Los poemas de La nube y la piedra parecen estar recorridos por la solemnidad elegíaca de una doble despedida, a la humanidad y al mundo que la cobija. Si en La tierra baldía la voz camina sobre el suelo de la posguerra, convertido de pronto en un reguero de esqueletos sobre los que descansa la llamada civilización europea, aquí se sube la apuesta para contener a toda la tierra “quemada y corroída por el sol”, “un laberinto de fósiles” llegado el primer cuarto del siglo, terminada una pandemia y a la espera de muchas otras.
Esa seriedad geológica, en cualquier caso, puede transformarse en risa o burla fácilmente. Si uno trata de leer estos poemas en un vagón del metro, por ejemplo, o caminando, o con la televisión o la música de fondo. En esos casos los poemas se reirán del incauto y le dirán que por ahí no va la cosa. Para acometerlos y salir ileso (que no indemne) convendría acordarse del poeta Raworth, cercano en espíritu y poética a Folch, y de esa imagen suya del funambulista que camina al borde de la incomprensibilidad. Considérese advertido el lector potencial.

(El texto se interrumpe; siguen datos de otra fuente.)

//! Move free-text keywords between title and abstract fields.

use crate::error::Result;
use crate::query::{Field, Query};
use crate::transform::{TransformationKind, Transformer, rewrite_keywords};

const RESTRICTIONS: [&[Field]; 3] = [
    &[Field::Title],
    &[Field::Abstract],
    &[Field::Title, Field::Abstract],
];

/// For every keyword searching title and/or abstract, one variation per
/// other restriction among title, abstract and title+abstract.
#[derive(Debug, Clone, Default)]
pub struct FieldRestrictionsTransformer;

impl FieldRestrictionsTransformer {
    pub fn new() -> Self {
        FieldRestrictionsTransformer
    }
}

impl Transformer for FieldRestrictionsTransformer {
    fn kind(&self) -> TransformationKind {
        TransformationKind::FieldRestrictions
    }

    fn apply(&self, query: &Query) -> Result<Vec<Query>> {
        Ok(rewrite_keywords(query, |keyword| {
            if !keyword.is_title_abstract() {
                return Vec::new();
            }
            RESTRICTIONS
                .iter()
                .filter(|fields| **fields != keyword.fields())
                .map(|fields| keyword.clone().with_fields(fields.iter().copied()).into())
                .collect()
        }))
    }
}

¿Pero son incomprensibles estos poemas? Para nada. Se trata más bien de una impenetrabilidad engañosa, en cierto sentido una trampa (quizás similar a la del lenguaje a la que se va a aludir varias veces durante el poemario). El libro atrae y atrapa (piénsese en la palabra inglesa lure, cuya raíz es el vocablo alemán luder, que alguna vez significó “cebo”), consiguiendo que uno se deje llevar por el ritmo, por las imágenes, por los matices, por la escritura en sí, con la sensación de estar al borde en todo momento de captar algo. Apreciamos la agilidad de la prosa, los cambios de tono, de registro, como si la nube del título fuera moviéndose a través de un paisaje lingüístico, cambiante, a la vez que pareciera quedarse fija en un lugar (el litoral al que la voz regresa una y otra vez).
En ese momento nos confiamos (“las piedras están vivas, los libros muertos”—bah, ¡yo entiendo esto!, nos decimos). Pero enseguida, cuando vamos a conectar los puntos, el poema hace un giro hacia alguna abstracción o rompe su flujo con encabalgamientos que a veces parecen inescrupulosos, como si el significado (como si el lenguaje) tuviera que recordarnos su naturaleza esquiva en caso de que lo hubiéramos olvidado. Ese algo que creíamos atrapado se nos escapa (aunque siempre retengamos algo) y nos obliga a volver sobre nuestros pasos e intentarlo de nuevo (piénsese en las salas de espejos de los circos, llenas de caminos en falso, de distorsiones, de ilusiones indistinguibles de lo real, de una ausencia efectiva de lo real, que con gusto aceptamos).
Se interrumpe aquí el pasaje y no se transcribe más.